Before hitting the Return key, you should maximize the Terminal window by clicking on the Zoom button (the small green button in the upper-left corner of the window). Figure shows a Terminal window about to run ASCIIMoviePlayer using a movie called mymovie.mov.

Terminal, ready to show a movie

Once you are prepared, press the Return key and watch the characters stream along your screen. You should be able to see your movie within the streaming characters. Figure shows a frame from a movie playing in ASCIIMoviePlayer.

Did you take the Red Pill?

Alternate Approaches

There are other programs that are capable of converting movies to ASCII.

QuickASCII (http://sourceforge.net/projects/quickascii/; free, open source) is based on ASCIIMoviePlayer, but it has added optional color output and performance enhancements.

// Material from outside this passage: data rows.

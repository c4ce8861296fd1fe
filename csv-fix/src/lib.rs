//! # csvfix - rewrite exported catalog CSV files for database import
//!
//! Three exports (pattern catalog, channels, products) are read, remapped
//! column by column, and written next to the originals as `*_fixed.csv`.
//!
//! ## Architecture
//!
//! ```text
//! ┌─────────────┐     ┌─────────────┐     ┌─────────────┐     ┌─────────────┐
//! │ *_rows.csv  │────▶│   Parser    │────▶│  Transform  │────▶│*_fixed.csv  │
//! │  (export)   │     │ (RFC 4180)  │     │ (mapping)   │     │  (import)   │
//! └─────────────┘     └─────────────┘     └─────────────┘     └─────────────┘
//! ```
//!
//! ## Quick Start
//!
//! ```rust,ignore
//! use csvfix::{transform, RecordType};
//!
//! let kind = RecordType::Product;
//! let mut out = Vec::new();
//! let rows = transform(input, &mut out, &kind.schema(), &kind.mapping())?;
//! ```
//!
//! ## Modules
//!
//! - [`error`] - Error types
//! - [`logs`] - Console messages and diagnostics setup
//! - [`parser`] - CSV dialect and source-row access
//! - [`transform`] - Schemas, mapping rules and the streaming transformer
//! - [`schemas`] - Built-in record types
//! - [`pipeline`] - Batch run over the known export files

// Core modules
pub mod error;
pub mod logs;

// Parsing
pub mod parser;

// Transformation
pub mod schemas;
pub mod transform;

// Orchestration
pub mod pipeline;

// =============================================================================
// Re-exports
// =============================================================================

pub use error::{FixError, FixResult, MappingError, MappingResult};

pub use logs::{init_tracing, ConsoleLog, LogEntry, LogLevel};

pub use schemas::RecordType;

pub use transform::{
    transform,
    transform_file,
    transform_stream,
    FieldMapping,
    RecordSchema,
    Rule,
    TransformStats,
};

pub use pipeline::{
    fix_job,
    next_steps,
    run,
    ColumnChange,
    FixConfig,
    FixJob,
    JobOutcome,
    RunReport,
};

QuickASCII runs on Linux, Mac OS X, and other Unix-like operating systems.

MPlayer (http://www.mplayerhq.hu/homepage/; free, open source) is a video player that is available for Windows, Mac OS X, Linux, and just about every other operating system on the planet. It is a capable media player in its own right, but if you add AA-lib (http://aa-project.sourceforge.net/aalib/; free, open source), you can get MPlayer to output ASCII movies by using the -vo aa argument. If you have trouble building AA-lib, there is an installer package at http://sveinbjorn.vefsyn.is/aalib. If you want to add color ASCII output, you can add the libcaca library (http://sam.zoy.org/projects/libcaca/).

Hacking the Hack

Sure, watching the video is fun for a while, but if you want to, you can integrate its output into your movie. For example, you can take an edited scene from your movie and dissolve to the continuation of the scene, only ASCIIfied. There are a couple ways to accomplish this effect:

  • You can record your computer monitor with your digital video camera. If you use this approach, you will need to frame the image carefully, but you do that for all of your shots anyway, right? You might also have to change your camera's and computer monitor's settings in order to capture the image without flicker [Hack #32].

  • You can use a screen-recording program and capture the ASCII movie as a digital movie. I do not recommend this method unless you have very fast hardware and an abundance of hard drive space.

There is also a virtual community of people creating and working with ASCII art. There are ASCII webcams, ASCII pictures, and even ASCII cartoons. ASCII…who woulda thought?